# TASK GOAL:
Find every line of the data below that has "bytemuck" in it. Reply with the number only.

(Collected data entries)
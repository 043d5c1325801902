use bytemuck::Pod;

use crate::{Error, Resolution};

/// Interleaved 8-bit RGB pixel, as read back from a color render target.
pub type Rgb8 = [u8; 3];

#[derive(Debug, Clone, PartialEq)]
pub struct Image<T> {
    width: usize,
    height: usize,
    data: Vec<T>,
}

impl<T> Image<T> {
    pub fn from_vec(width: usize, height: usize, data: Vec<T>) -> Result<Self, Error> {
        let expected = width.checked_mul(height).ok_or(Error::SizeMismatch {
            expected: usize::MAX,
            actual: data.len(),
        })?;

        if data.len() != expected {
            return Err(Error::SizeMismatch {
                expected,
                actual: data.len(),
            });
        }

        Ok(Self {
            width,
            height,
            data,
        })
    }

    pub fn width(&self) -> usize {
        self.width
    }

    pub fn height(&self) -> usize {
        self.height
    }

    pub fn resolution(&self) -> Resolution {
        Resolution::new(self.width, self.height)
    }

    pub fn data(&self) -> &[T] {
        &self.data
    }

    pub fn data_mut(&mut self) -> &mut [T] {
        &mut self.data
    }

    pub fn row(&self, y: usize) -> &[T] {
        assert!(y < self.height, "row index out of bounds");
        &self.data[y * self.width..(y + 1) * self.width]
    }

    pub fn row_mut(&mut self, y: usize) -> &mut [T] {
        assert!(y < self.height, "row index out of bounds");
        &mut self.data[y * self.width..(y + 1) * self.width]
    }

    pub fn as_view(&self) -> ImageView<'_, T> {
        ImageView {
            width: self.width,
            height: self.height,
            stride: self.width,
            data: &self.data,
        }
    }
}

impl<T: Clone> Image<T> {
    pub fn new_fill(width: usize, height: usize, value: T) -> Self {
        let len = width.checked_mul(height).expect("image size overflow");
        Self {
            width,
            height,
            data: vec![value; len],
        }
    }

    /// Resizes to `res` if needed, keeping the allocation when possible.
    /// Contents are unspecified afterwards.
    pub fn ensure(&mut self, res: Resolution, value: T) {
        if self.width != res.width || self.height != res.height {
            self.width = res.width;
            self.height = res.height;
            self.data.clear();
            self.data.resize(res.pixel_count(), value);
        }
    }
}

impl<T: Pod> Image<T> {
    /// Raw bytes of the tightly packed pixel data.
    pub fn as_bytes(&self) -> &[u8] {
        bytemuck::cast_slice(&self.data)
    }
}

/// Borrowed, read-only view over a row-major pixel buffer.
///
/// `stride` is in elements and may exceed `width` for padded rows.
#[derive(Debug, Clone, Copy)]
pub struct ImageView<'a, T> {
    width: usize,
    height: usize,
    stride: usize,
    data: &'a [T],
}

impl<'a, T> ImageView<'a, T> {
    pub fn from_slice(
        width: usize,
        height: usize,
        stride: usize,
        data: &'a [T],
    ) -> Result<Self, Error> {
        if stride < width {
            return Err(Error::InvalidStride);
        }

        let min_len = min_required_len(width, height, stride).ok_or(Error::SizeMismatch {
            expected: usize::MAX,
            actual: data.len(),
        })?;

        if data.len() < min_len {
            return Err(Error::SizeMismatch {
                expected: min_len,
                actual: data.len(),
            });
        }

        Ok(Self {
            width,
            height,
            stride,
            data,
        })
    }

    /// Tightly packed view; the slice length must equal `width * height`.
    pub fn from_packed(width: usize, height: usize, data: &'a [T]) -> Result<Self, Error> {
        let expected = width.checked_mul(height).ok_or(Error::SizeMismatch {
            expected: usize::MAX,
            actual: data.len(),
        })?;
        if data.len() != expected {
            return Err(Error::SizeMismatch {
                expected,
                actual: data.len(),
            });
        }
        Self::from_slice(width, height, width, data)
    }

    pub fn width(&self) -> usize {
        self.width
    }

    pub fn height(&self) -> usize {
        self.height
    }

    pub fn resolution(&self) -> Resolution {
        Resolution::new(self.width, self.height)
    }

    pub fn stride(&self) -> usize {
        self.stride
    }

    pub fn row(&self, y: usize) -> &'a [T] {
        assert!(y < self.height, "row index out of bounds");
        let start = y * self.stride;
        &self.data[start..start + self.width]
    }

    pub fn subview(
        &self,
        x: usize,
        y: usize,
        width: usize,
        height: usize,
    ) -> Result<ImageView<'a, T>, Error> {
        if x > self.width
            || y > self.height
            || width > (self.width - x)
            || height > (self.height - y)
        {
            return Err(Error::OutOfBounds);
        }

        let start = y
            .checked_mul(self.stride)
            .and_then(|v| v.checked_add(x))
            .ok_or(Error::OutOfBounds)?;
        let min_len = min_required_len(width, height, self.stride).ok_or(Error::OutOfBounds)?;
        let tail = self.data.get(start..).ok_or(Error::OutOfBounds)?;

        if tail.len() < min_len {
            return Err(Error::OutOfBounds);
        }

        Ok(ImageView {
            width,
            height,
            stride: self.stride,
            data: tail,
        })
    }

    pub fn is_contiguous(&self) -> bool {
        self.stride == self.width
    }
}

impl<'a> ImageView<'a, Rgb8> {
    /// Interprets a `glReadPixels(GL_RGB, GL_UNSIGNED_BYTE)` style byte
    /// buffer as an RGB view. The byte length must be exactly
    /// `3 * width * height`.
    pub fn from_rgb_bytes(width: usize, height: usize, bytes: &'a [u8]) -> Result<Self, Error> {
        if !bytes.len().is_multiple_of(3) {
            let expected = width
                .checked_mul(height)
                .and_then(|n| n.checked_mul(3))
                .unwrap_or(usize::MAX);
            return Err(Error::SizeMismatch {
                expected,
                actual: bytes.len(),
            });
        }
        let pixels: &[Rgb8] = bytemuck::cast_slice(bytes);
        Self::from_packed(width, height, pixels)
    }
}

fn min_required_len(width: usize, height: usize, stride: usize) -> Option<usize> {
    if width == 0 || height == 0 {
        return Some(0);
    }

    let rows_before_last = height.checked_sub(1)?;
    let base = rows_before_last.checked_mul(stride)?;
    base.checked_add(width)
}

#[cfg(test)]
mod tests {
    use super::{Image, ImageView, Rgb8};
    use crate::{Error, Resolution};

    #[test]
    fn view_indexing_with_stride() {
        let data = vec![1u8, 2, 3, 99, 4, 5, 6, 88];
        let view = ImageView::from_slice(3, 2, 4, &data).expect("valid view");

        assert_eq!(view.row(0), &[1, 2, 3]);
        assert_eq!(view.row(1), &[4, 5, 6]);
        assert!(!view.is_contiguous());
    }

    #[test]
    fn subview_non_contiguous_parent() {
        let data = vec![
            10u8, 11, 12, 13, 99, // row 0
            20, 21, 22, 23, 98, // row 1
            30, 31, 32, 33, 97, // row 2
        ];
        let parent = ImageView::from_slice(4, 3, 5, &data).expect("valid parent");
        let sub = parent.subview(1, 1, 3, 2).expect("valid subview");

        assert_eq!(sub.resolution(), Resolution::new(3, 2));
        assert_eq!(sub.stride(), 5);
        assert_eq!(sub.row(0), &[21, 22, 23]);
        assert_eq!(sub.row(1), &[31, 32, 33]);
    }

    #[test]
    fn packed_view_rejects_short_and_long_buffers() {
        let data = vec![0.5f32; 5];
        assert_eq!(
            ImageView::from_packed(2, 2, &data).map(|v| v.width()),
            Err(Error::SizeMismatch {
                expected: 4,
                actual: 5
            })
        );
        assert!(ImageView::from_packed(2, 2, &data[..4]).is_ok());
    }

    #[test]
    fn rgb_bytes_are_grouped_per_pixel() {
        let bytes = [1u8, 2, 3, 4, 5, 6, 7, 8, 9, 10, 11, 12];
        let view = ImageView::from_rgb_bytes(2, 2, &bytes).expect("valid rgb view");
        assert_eq!(view.row(1), &[[7, 8, 9], [10, 11, 12]]);

        assert!(ImageView::from_rgb_bytes(2, 2, &bytes[..11]).is_err());
        assert!(ImageView::from_rgb_bytes(2, 1, &bytes).is_err());
    }

    #[test]
    fn rgb_bytes_size_error_saturates_on_overflow() {
        let bytes = [0u8; 4];
        assert!(matches!(
            ImageView::from_rgb_bytes(usize::MAX, 2, &bytes),
            Err(Error::SizeMismatch {
                expected: usize::MAX,
                actual: 4,
            })
        ));
    }

    #[test]
    fn image_bytes_are_tightly_packed() {
        let img: Image<Rgb8> =
            Image::from_vec(2, 1, vec![[1, 2, 3], [4, 5, 6]]).expect("valid image");
        assert_eq!(img.as_bytes(), &[1, 2, 3, 4, 5, 6]);
    }

    #[test]
    fn ensure_reallocates_only_on_resize() {
        let mut img = Image::new_fill(2, 2, 7u8);
        img.ensure(Resolution::new(2, 2), 0);
        assert_eq!(img.data(), &[7, 7, 7, 7]);

        img.ensure(Resolution::new(3, 1), 0);
        assert_eq!(img.resolution(), Resolution::new(3, 1));
        assert_eq!(img.data(), &[0, 0, 0]);
    }
}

# RESULT OF THE EXERCISE:
3